As noted, the explorer-hero is the central romantic figure discussed by Tuan. In a manner that recalls Joseph Conrad’s characterization the ages of Geographyin “Geography and Some Explorers” (1924), Tuan discusses British explorers of the 1850s and 1860s in terms of a “boyish innocence and enthusiasm” (page 154), prior to the “imperial grab” (ibid.). Those explorers, Tuan would have us believe, were solely motivated by the desire for a “better understanding” of the natural world, “driven by the desire to know the source of the Nile, what it is like at the Poles or on top of the highest mountain, with no worldly recompense in mind” (pages 27-28, my emphasis). Such claims figure nineteenth-century expeditions into remote places as acts of “epic heroism” (page 156), a view which disregards longstanding critiques of the figure of the explorer as an imperial agent, or “foot-soldier of geography’s empire” (Driver 2001, page 3). Further, Tuan’s assertion that financial considerations play no part in motivating missions (see also page 167) overlooks a number of factual realities, including the financial incentives put in place by geographical societies. For example, the Société de Géographie de Paris offered ten thousand francs to the first man to Timbuktu, while the English offered forty thousand pounds sterling for the same conquest (Grévoz, 1989: 14).[1]

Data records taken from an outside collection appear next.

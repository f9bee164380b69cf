//! Vigil Constructs
//!
//! Monitoring constructs, the session they are declared against, the
//! defaults cascade, validation and the ordered synthesis pipeline.

#![warn(missing_docs)]
#![warn(clippy::all)]

pub mod alert_channel;
pub mod check;
pub mod check_group;
pub mod config;
pub mod construct;
pub mod dashboard;
pub mod defaults;
pub mod kind;
pub mod maintenance_window;
pub mod private_location;
pub mod project;
pub mod resource;
pub mod retry;
pub mod session;
pub mod status_page;
pub mod synth;

pub use alert_channel::{AlertChannel, AlertChannelConfig, AlertChannelProps, AlertChannelSubscription};
pub use check::{
    ApiCheckSpec, ApiRequest, Check, CheckProps, CheckSpec, CheckType, DnsSpec, HeartbeatSpec,
    ScriptCheckSpec, TcpSpec,
};
pub use check_group::{CheckGroup, CheckGroupProps};
pub use config::{ConfigError, ProjectConfig, ResourceDecl, CONFIG_FILE_NAME};
pub use construct::{Construct, ContentSource, Entry, ReferenceConstruct, ValidationContext};
pub use dashboard::{Dashboard, DashboardProps};
pub use defaults::{ConfigDefaults, DefaultsCascade, DefaultsScope};
pub use kind::{ResourceKind, SYNTHESIS_ORDER};
pub use maintenance_window::{MaintenanceWindow, MaintenanceWindowProps};
pub use private_location::{PrivateLocation, PrivateLocationProps};
pub use project::{Project, ProjectPayload, ResourcePayload};
pub use resource::Resource;
pub use retry::{RetryStrategy, RetryStrategyType};
pub use session::{Session, SessionSettings, DEFAULT_RUNTIME_ID};
pub use status_page::{StatusPage, StatusPageProps, StatusPageService};
pub use synth::{FileInput, LoadedFile, LoadedFiles, SynthOutcome, Synthesizer};
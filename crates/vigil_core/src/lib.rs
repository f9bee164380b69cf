//! Vigil Core Types
//!
//! Identifiers, lazy references, the thrown-error type and the diagnostics
//! engine shared by every construct. Pure types, no I/O.

#![warn(missing_docs)]
#![warn(clippy::all)]

pub mod diagnostic;
pub mod error;
pub mod id;

// Re-exports
pub use diagnostic::{
    ConstructDiagnostics, Diagnostic, DiagnosticCause, DiagnosticSink, Diagnostics, Severity,
};
pub use error::{CoreError, CoreResult};
pub use id::{
    sanitize_logical_id, validate_physical_id_is_numeric, validate_physical_id_is_uuid,
    LogicalId, PhysicalId, Ref, SanitizedId, SanitizedIdTracker,
};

Romantic Geography will divide audiences. Literary scholars may be left frustrated by the want of close textual engagement with source material, historians sceptical of generalisations, and geographers unconvinced by oversimplifications. At the same time, it is in its capacity to span, and to interweave Western literature, Indian mythology, Christian theology, imperial China, and medieval Europe that Tuan’s account is most impressive. In short, Romantic Geography is not without problems, but it promises the possibility for wider debate concerning the nature of Geography and its complex love affair with exploration and aesthetic geographical experiences.
Notes
[1] On the foundation, organization, and aims of the Société de Géographie de Paris see also Jules Girard, “La Société de Géographie, sa vie et ses œuvres pendant un siècle, 1821-1921”. In particular, Girard quotes Article I of the “Règlement de la Société de Géographie”: “La Société est instituée pour concourir aux progrès de la Géographie ; elle fait entreprendre des voyages dans les contrées inconnues ; elle propose et décerne des prix ; établit une correspondance avec les sociétés savantes, les voyageurs, et les géographes ; publie de relations inédites ainsi que des ouvrages, et fait graver des cartes”. ['The Geographical Society is established to contribute towards progress in Geography; it commissions travels into unknown lands; nominates and awards prizes; establishes correspondence with relevant societies, travellers, and geographers; prints previously unpublished accounts as well as completed works, and has maps drawn (translation and emphasis mine)].